A Chinese journalist, who went missing after an anonymous letter calling for President Xi Jinping’s resignation, has been released, his lawyer said today.
Jia Jia has been freed here and had met his wife, his lawyer Chen Jiangang told media.
“It was really a big misunderstanding to hold Jia Jia for 10 days thinking he was somehow involved in some letter,” Radio Free Asia (RFA) has quoted lawyer Chen Jiangang as saying.
The columnist in Wujie News, which is a website funded by e-commerce giant Alibaba and the provincial government of Xinjiang, went missing from Beijing airport on March 15 while boarding a flight to Hong Kong.
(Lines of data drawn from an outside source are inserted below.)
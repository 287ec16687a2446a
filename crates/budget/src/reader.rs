//! `CheckRemaining`: points still available to a user in the current window.
//!
//! Backed by an LRU in front of a summation query over `hourly_aggregates`.
//! The cache's age bands trade staleness for request latency: a request
//! landing within a minute of the last check never touches the store at
//! all, one landing later gets last-known-good immediately while a fresh
//! value computes in the background, and only a true miss blocks on the
//! summation.

use std::num::NonZeroUsize;
use std::sync::{Arc, Mutex};
use std::time::{Duration, Instant};

use chrono::Utc;
use serde_json::Value;
use tracing::{debug, warn};

use crate::error::Result;
use crate::window::window_bounds;
use store::Store;

pub const DAILY_POINTS_LIMITS_COLLECTION: &str = "daily_points_limits";
pub const HOURLY_AGGREGATES_COLLECTION: &str = "hourly_aggregates";

const CACHE_CAPACITY: usize = 1_000;
const CACHE_TTL: Duration = Duration::from_secs(24 * 60 * 60);
const FRESH_WITHOUT_REFRESH: Duration = Duration::from_secs(60);

struct CachedValue {
    remaining: i64,
    cached_at: Instant,
}

/// Computes and caches each user's remaining points for the current window.
pub struct BudgetReader {
    store: Arc<Store>,
    cache: Mutex<lru::LruCache<String, CachedValue>>,
}

impl BudgetReader {
    pub fn new(store: Arc<Store>) -> Self {
        Self {
            store,
            cache: Mutex::new(lru::LruCache::new(NonZeroUsize::new(CACHE_CAPACITY).unwrap())),
        }
    }

    /// Points still available to `user_email` in the window containing now.
    ///
    /// `self` must be held behind an `Arc` so a stale-but-live hit can spawn
    /// a detached background refresh that outlives this call.
    pub async fn check_remaining(self: &Arc<Self>, user_email: &str) -> Result<i64> {
        let points_limit = self.points_limit(user_email)?;
        if points_limit == 0 {
            return Ok(0);
        }

        if let Some(cached) = self.cache_lookup(user_email) {
            match cached {
                CacheHit::Fresh(value) => return Ok(value),
                CacheHit::Stale(value) => {
                    let this = Arc::clone(self);
                    let user_email = user_email.to_string();
                    tokio::spawn(async move {
                        if let Err(e) = this.refresh(&user_email, points_limit).await {
                            warn!(user_email, error = %e, "background budget refresh failed");
                        }
                    });
                    return Ok(value);
                }
            }
        }

        self.refresh(user_email, points_limit).await
    }

    async fn refresh(&self, user_email: &str, points_limit: i64) -> Result<i64> {
        let remaining = self.compute_remaining(user_email, points_limit)?;
        if remaining != 0 {
            self.cache.lock().unwrap().put(
                user_email.to_string(),
                CachedValue { remaining, cached_at: Instant::now() },
            );
        }
        debug!(user_email, remaining, "budget recomputed");
        Ok(remaining)
    }

    fn compute_remaining(&self, user_email: &str, points_limit: i64) -> Result<i64> {
        let (window_start, window_end) = window_bounds(Utc::now());
        let prefix = format!("{user_email}_");

        let mut spent: i64 = 0;
        for (key, doc) in self.store.query_prefix(HOURLY_AGGREGATES_COLLECTION, &prefix) {
            let Some(hour_suffix) = key.strip_prefix(&prefix) else { continue };
            let Some(bucket_start) = parse_hour_bucket(hour_suffix) else { continue };
            if bucket_start >= window_start && bucket_start < window_end {
                spent += doc.get("total_points").and_then(Value::as_i64).unwrap_or(0);
            }
        }

        Ok(points_limit - spent)
    }

    fn points_limit(&self, user_email: &str) -> Result<i64> {
        let limit = self
            .store
            .get(DAILY_POINTS_LIMITS_COLLECTION, user_email)
            .and_then(|doc| doc.get("points_limit").and_then(Value::as_i64))
            .unwrap_or(0);
        Ok(limit)
    }

    fn cache_lookup(&self, user_email: &str) -> Option<CacheHit> {
        let mut cache = self.cache.lock().unwrap();
        let cached = cache.get(user_email)?;
        let age = cached.cached_at.elapsed();
        if age >= CACHE_TTL {
            cache.pop(user_email);
            return None;
        }
        if age < FRESH_WITHOUT_REFRESH {
            Some(CacheHit::Fresh(cached.remaining))
        } else {
            Some(CacheHit::Stale(cached.remaining))
        }
    }
}

enum CacheHit {
    Fresh(i64),
    Stale(i64),
}

fn parse_hour_bucket(suffix: &str) -> Option<chrono::DateTime<Utc>> {
    use chrono::TimeZone;
    let naive = chrono::NaiveDateTime::parse_from_str(&format!("{suffix}:00:00"), "%Y-%m-%dT%H:%M:%S").ok()?;
    Some(Utc.from_utc_datetime(&naive))
}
The fate of 19 others who were reportedly detained in connection with the recent publication of the letter was, however, not known.
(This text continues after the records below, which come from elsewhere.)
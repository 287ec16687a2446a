//! Billing extraction from a buffered Anthropic SSE response body.
//!
//! The ingestion handler receives the whole stream as one POST body rather
//! than a live client-side stream, so this is a plain line scan rather than
//! a `Stream` adapter: iterate lines, pick out `data: ` frames, skip the
//! `[DONE]` sentinel, and fold `message_start`/`message_delta` events into
//! one usage record. Any other event type (`content_block_*`, `ping`) is
//! irrelevant to billing and ignored.

use pricing::TokenUsage;
use serde_json::Value;

use crate::error::{Error, Result};

/// Usage extracted from one completed assistant turn.
#[derive(Debug, Clone, PartialEq)]
pub struct ParsedUsage {
    pub message_id: String,
    pub model: String,
    pub usage: TokenUsage,
}

#[derive(Default)]
struct Builder {
    message_id: Option<String>,
    model: Option<String>,
    usage: TokenUsage,
    usage_seen: bool,
}

impl Builder {
    fn apply_usage(&mut self, usage: &Value) {
        if let Some(v) = usage.get("input_tokens").and_then(Value::as_u64) {
            self.usage.input_tokens = v;
            self.usage_seen = true;
        }
        if let Some(v) = usage.get("output_tokens").and_then(Value::as_u64) {
            self.usage.output_tokens = v;
            self.usage_seen = true;
        }
        if let Some(v) = usage.get("cache_creation_input_tokens").and_then(Value::as_u64) {
            self.usage.cache_write_tokens = v;
            self.usage_seen = true;
        }
        if let Some(v) = usage.get("cache_read_input_tokens").and_then(Value::as_u64) {
            self.usage.cache_read_tokens = v;
            self.usage_seen = true;
        }
    }

    fn finish(self) -> Result<ParsedUsage> {
        let message_id = self.message_id.ok_or(Error::MissingFields("message_id"))?;
        let model = self.model.ok_or(Error::MissingFields("model"))?;
        if !self.usage_seen {
            return Err(Error::MissingFields("usage"));
        }
        Ok(ParsedUsage {
            message_id,
            model,
            usage: self.usage,
        })
    }
}

/// Parse a full SSE body and return the billing-relevant usage record.
///
/// Returns an error if the stream never carried a `message_start` with an
/// id and model, or never carried any usage counts at all — a truncated or
/// malformed upstream response should not be silently billed as zero.
pub fn parse_usage(body: &str) -> Result<ParsedUsage> {
    let mut builder = Builder::default();

    for line in body.lines() {
        let Some(payload) = line.strip_prefix("data: ").or_else(|| line.strip_prefix("data:")) else {
            continue;
        };
        let payload = payload.trim();
        if payload.is_empty() || payload == "[DONE]" {
            continue;
        }

        let event: Value = serde_json::from_str(payload)?;
        match event.get("type").and_then(Value::as_str) {
            Some("message_start") => {
                if let Some(message) = event.get("message") {
                    if let Some(id) = message.get("id").and_then(Value::as_str) {
                        builder.message_id = Some(id.to_string());
                    }
                    if let Some(model) = message.get("model").and_then(Value::as_str) {
                        builder.model = Some(model.to_string());
                    }
                    if let Some(usage) = message.get("usage") {
                        builder.apply_usage(usage);
                    }
                }
            }
            Some("message_delta") => {
                if let Some(usage) = event.get("usage").or_else(|| event.get("delta").and_then(|d| d.get("usage"))) {
                    builder.apply_usage(usage);
                }
            }
            _ => {}
        }
    }

    builder.finish()
}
Yesterday, the BBC reported quoting an unidentified staff member at Wujie that those “taken away” include colleagues who work directly for the website and another 10 people who work for a related technology company.
Police suspect that he drafted the letter, Chen said.
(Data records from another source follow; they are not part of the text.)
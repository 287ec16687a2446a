//! Prometheus metrics exposition for the metering sidecar.
//!
//! Registers `metering_records_total` and `metering_batch_flush_seconds`,
//! matching the relay's histogram-bucket setup so both services render
//! compatibly for the same scrape config.
//! `metering_aggregate_failures_total` is incremented directly from
//! `crates/metering::batch` via the global `metrics` recorder rather than
//! through a function here — this module only installs the recorder, it
//! doesn't own every counter routed through it.

use metrics_exporter_prometheus::{PrometheusBuilder, PrometheusHandle};

pub fn install_recorder() -> PrometheusHandle {
    PrometheusBuilder::new()
        .set_buckets_for_metric(
            metrics_exporter_prometheus::Matcher::Full("metering_batch_flush_seconds".to_string()),
            &[0.005, 0.01, 0.025, 0.05, 0.1, 0.25, 0.5, 1.0, 2.5, 5.0],
        )
        .expect("failed to set histogram buckets")
        .install_recorder()
        .expect("failed to install Prometheus recorder")
}

pub fn record_ingested(status: &str) {
    metrics::counter!("metering_records_total", "status" => status.to_string()).increment(1);
}

#[cfg(test)]
mod tests {
    use super::*;
    use metrics_exporter_prometheus::PrometheusRecorder;

    fn isolated_recorder() -> (PrometheusRecorder, PrometheusHandle) {
        let recorder = PrometheusBuilder::new().build_recorder();
        let handle = recorder.handle();
        (recorder, handle)
    }

    #[test]
    fn record_ingested_increments_counter_with_status_label() {
        let (recorder, handle) = isolated_recorder();
        let _guard = metrics::set_default_local_recorder(&recorder);

        record_ingested("success");
        record_ingested("rejected");

        let output = handle.render();
        assert!(output.contains("metering_records_total"));
        assert!(output.contains("status=\"success\""));
        assert!(output.contains("status=\"rejected\""));
    }

    #[test]
    fn record_ingested_does_not_panic_without_recorder() {
        record_ingested("success");
    }
}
“But in the case of China, a misunderstanding can embroil a whole clan,” he said.
Jia’s social media account, which had been silent since he went missing, carried a brief note saying “thank you, everyone” for showing concern over his case, according to the RFA report.
Earlier the New York-based Committee to Protect Journalists (CPJ) said, Jia told friends that he believed the police were looking for him in relation to a March 4 open letter by purported “loyal party members” published on the Watching News (in Chinese, Wujie) website calling on Xi “to resign from all Party and state leadership positions”.
The anonymous letter while appreciating Xi’s sweeping anti-corruption drive has accused him of promoting “personality cult, not allowing ‘rash opinions of central leadership’, creating a ‘one voice party’ method” disregarding the collective leadership principle.
Although quickly deleted by the authorities, a cached version can still be found online.
Xi besides being the President also heads the Communist Party and military. Thousands of officials were punished in the anti-graft drive in the last three years.